Artigo 13 – Financiamento de serviços ambientais: como comunidades locais e povos originários serão remunerados pela proteção da natureza
- Renato Zimmermann

- 8 de jun.
- 2 min de leitura
(Parte da série de 15 artigos sobre o SBCE e a nova economia verde no Brasil)

🌍 Financiamento ao alcance de comunidades
A Lei nº 15.042, que institui o Sistema Brasileiro de Comércio de Emissões (SBCE), trouxe uma inovação decisiva: o reconhecimento e a remuneração dos serviços ambientais. Isso significa que comunidades locais, agricultores familiares e povos originários poderão receber por proteger a natureza, transformando práticas tradicionais de preservação em ativos econômicos.
Este décimo terceiro artigo da série mostra como funciona o financiamento de serviços ambientais, quais mecanismos estão previstos e o impacto esperado para inclusão social e sustentabilidade.
📌 O que são serviços ambientais
Definição: atividades que contribuem para a manutenção e regeneração dos ecossistemas, como reflorestamento, conservação da biodiversidade, proteção de nascentes e manejo sustentável do solo.
Exemplo prático: uma comunidade que protege uma área de floresta evita emissões de CO₂ e pode transformar essa ação em créditos de carbono.

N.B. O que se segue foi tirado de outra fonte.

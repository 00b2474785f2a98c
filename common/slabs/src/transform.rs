use math::rotation::{Mirror, Rotation};

use crate::state::{SlabState, VerticalType};

/// Rotate a slab around the vertical axis.
///
/// Single slabs move to the rotated half, split doubles swap their
/// split axis on quarter turns, and stacked slabs never change.
pub fn rotate(state: SlabState, rotation: Rotation) -> SlabState {
    match state.occupied_side() {
        Some(side) => SlabState::half(rotation.rotate(side)),
        None => match state.vertical.axis() {
            Some(axis) => state.with_vertical(VerticalType::along(rotation.rotate(axis))),
            None => state,
        },
    }
}

/// Reflect a slab across a vertical plane.
pub fn mirror(state: SlabState, mirror: Mirror) -> SlabState {
    match state.occupied_side() {
        Some(side) => SlabState::half(mirror.mirror(side)),
        None => state,
    }
}
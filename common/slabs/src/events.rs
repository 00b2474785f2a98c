use bevy::prelude::*;

use crate::{
    error::SlabError,
    mode::{PlacementMode, PlayerId},
};

/// A player changed their placement mode, e.g. through a
/// settings command or a keybind.
#[derive(Message, Copy, Clone, Debug)]
pub struct SetPlacementMode {
    pub player: PlayerId,

    /// The mode to switch to. None toggles the current mode.
    pub mode: Option<PlacementMode>,
}

impl SetPlacementMode {
    /// Build from the argument of a settings command.
    /// An empty argument or "toggle" flips the current mode.
    pub fn from_command(player: PlayerId, arg: &str) -> Result<Self, SlabError> {
        let mode = match arg.trim() {
            "" | "toggle" => None,
            other => Some(other.parse()?),
        };
        Ok(Self { player, mode })
    }
}

#[derive(Message, Copy, Clone, Debug)]
pub struct PlayerLeft {
    pub player: PlayerId,
}

/// The world or session closed, every player's mode is dropped.
#[derive(Message, Copy, Clone, Debug)]
pub struct SessionEnded;
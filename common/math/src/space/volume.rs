use bevy::prelude::*;

use crate::axis::Axis;

/// An axis-aligned box in block-local space,
/// where a full block spans [0,1] on every axis.
#[derive(Copy, Clone, PartialEq, Debug, Default)]
pub struct Volume {
    /// Inclusive Minimum.
    pub min: Vec3,

    /// Inclusive Maximum.
    pub max: Vec3,
}

impl Volume {
    /// The unit cube.
    pub const FULL: Self = Self::new(Vec3::ZERO, Vec3::ONE);

    pub const fn new(min: Vec3, max: Vec3) -> Self {
        Self { min, max }
    }

    /// Construct from a min and max expressed in sixteenths of a block.
    pub const fn from_pixels(min: [f32; 3], max: [f32; 3]) -> Self {
        Self {
            min: vec3(min[0] / 16.0, min[1] / 16.0, min[2] / 16.0),
            max: vec3(max[0] / 16.0, max[1] / 16.0, max[2] / 16.0),
        }
    }

    /// The half of the unit cube on the `axis` side of the center.
    /// `half(Axis::PosY)` is the upper half, `half(Axis::NegX)` the west half.
    pub const fn half(axis: Axis) -> Self {
        match axis {
            Axis::PosX => Self::from_pixels([8.0, 0.0, 0.0], [16.0, 16.0, 16.0]),
            Axis::NegX => Self::from_pixels([0.0, 0.0, 0.0], [8.0, 16.0, 16.0]),
            Axis::PosY => Self::from_pixels([0.0, 8.0, 0.0], [16.0, 16.0, 16.0]),
            Axis::NegY => Self::from_pixels([0.0, 0.0, 0.0], [16.0, 8.0, 16.0]),
            Axis::PosZ => Self::from_pixels([0.0, 0.0, 8.0], [16.0, 16.0, 16.0]),
            Axis::NegZ => Self::from_pixels([0.0, 0.0, 0.0], [16.0, 16.0, 8.0]),
        }
    }

    /// Returns the X, Y and Z extent.
    pub fn size(&self) -> Vec3 {
        self.max - self.min
    }

    /// Product of the extents.
    pub fn volume(&self) -> f32 {
        let size = self.size();
        size.x * size.y * size.z
    }

    pub fn center(&self) -> Vec3 {
        (self.min + self.max) * 0.5
    }

    pub fn contains(&self, pt: Vec3) -> bool {
        pt.cmpge(self.min).all() && pt.cmple(self.max).all()
    }

    /// Whether self and other share a region of nonzero volume.
    pub fn intersects(&self, other: &Self) -> bool {
        let min = self.min.max(other.min);
        let max = self.max.min(other.max);
        min.cmplt(max).all()
    }

    /// Translate into world space at a block position.
    pub fn offset(self, pos: IVec3) -> Self {
        let pos = pos.as_vec3();
        Self {
            min: self.min + pos,
            max: self.max + pos,
        }
    }
}
use bevy::prelude::*;

use crate::{
    hit::BlockHit,
    shape::targeted_half,
    state::{SlabState, SlabType},
};

/// What is left behind when a slab is broken, and what it drops.
#[derive(Copy, Clone, Eq, PartialEq, Debug)]
pub struct BreakOutcome {
    /// The slab that stays in the world, if any.
    pub remaining: Option<SlabState>,

    /// The state handed to the host's drop logic.
    pub dropped: SlabState,
}

impl BreakOutcome {
    pub const fn drop_count(&self) -> u32 {
        self.dropped.drop_count()
    }
}

/// The state passed on to the host's drop logic after a break.
///
/// Sneaking breaks the whole block as it is, so a double drops both
/// halves. Otherwise a single slab's worth is dropped.
pub const fn after_break(state: SlabState, sneaking: bool) -> SlabState {
    if sneaking {
        state
    } else {
        state.with_kind(SlabType::Top)
    }
}

/// Break a slab.
///
/// A player who isn't sneaking only removes the half of a double slab
/// they are looking at. Without a hit, the whole block goes.
pub fn break_slab(state: SlabState, sneaking: bool, hit: Option<&BlockHit>) -> BreakOutcome {
    if !sneaking && let Some(side) = hit.and_then(|hit| targeted_half(state, hit)) {
        let remaining = SlabState::half(side.invert());
        debug!("Broke the {} half of {state:?}, {remaining:?} remains.", side.as_dir_str());
        return BreakOutcome {
            remaining: Some(remaining),
            dropped: after_break(state, false),
        };
    }

    BreakOutcome {
        remaining: None,
        dropped: if state.is_double() {
            state
        } else {
            after_break(state, sneaking)
        },
    }
}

Reconhecimento legal: a Lei nº 15.042 estabelece que esses serviços podem ser remunerados dentro do SBCE.
⚙️ Mecanismos de remuneração
Créditos de carbono: cada tonelada de CO₂ evitada ou removida pode ser convertida em crédito negociável.
Fundos ambientais: parte dos recursos do mercado pode ser destinada a fundos específicos para remunerar comunidades.
Pagamentos por Serviços Ambientais (PSA): contratos diretos entre empresas e comunidades para financiar práticas sustentáveis.
Parcerias público-privadas: governos podem incentivar projetos locais com apoio financeiro e técnico.
🎯 Impacto direto nas comunidades
Renda sustentável: povos originários e agricultores familiares passam a ter fonte de renda contínua pela preservação.
Fortalecimento cultural: práticas tradicionais de manejo e proteção ganham reconhecimento econômico.
Segurança territorial: remuneração ajuda a proteger terras contra invasões e desmatamento ilegal.
Inclusão social: comunidades antes marginalizadas passam a ser protagonistas da nova economia verde.
🌱 Exemplos de serviços ambientais remuneráveis
Proteção da floresta amazônica: créditos de carbono gerados pela conservação de áreas nativas.
Reflorestamento de áreas degradadas: projetos de recuperação com espécies nativas.
Agricultura regenerativa: práticas que aumentam a absorção de carbono no solo.
Gestão de recursos hídricos: proteção de nascentes e bacias hidrográficas.
Economia circular: iniciativas de reciclagem e reaproveitamento de resíduos.
⚖️ Desafios
Transparência: garantir que os recursos cheguem efetivamente às comunidades.
Capacitação: oferecer suporte técnico e jurídico para que comunidades participem do mercado sem exploração.
Equidade: evitar concentração de benefícios em poucos projetos ou regiões.
Fiscalização: assegurar que os serviços ambientais remunerados sejam reais e verificáveis.
🔑 Um dos pilares mais transformadores do mercado de carbono
O financiamento de serviços ambientais é um dos pilares mais transformadores do SBCE. Ele garante que comunidades locais e povos originários sejam remunerados por proteger a natureza, criando inclusão social e fortalecendo a preservação ambiental.
Este décimo terceiro artigo da série mostra que a nova economia verde não é apenas sobre empresas e investidores, mas também sobre justiça social e valorização de quem sempre esteve na linha de frente da proteção ambiental. No próximo texto, vamos analisar o cronograma de implantação do SBCE, detalhando as etapas, a governança e o que as empresas devem esperar nos próximos anos.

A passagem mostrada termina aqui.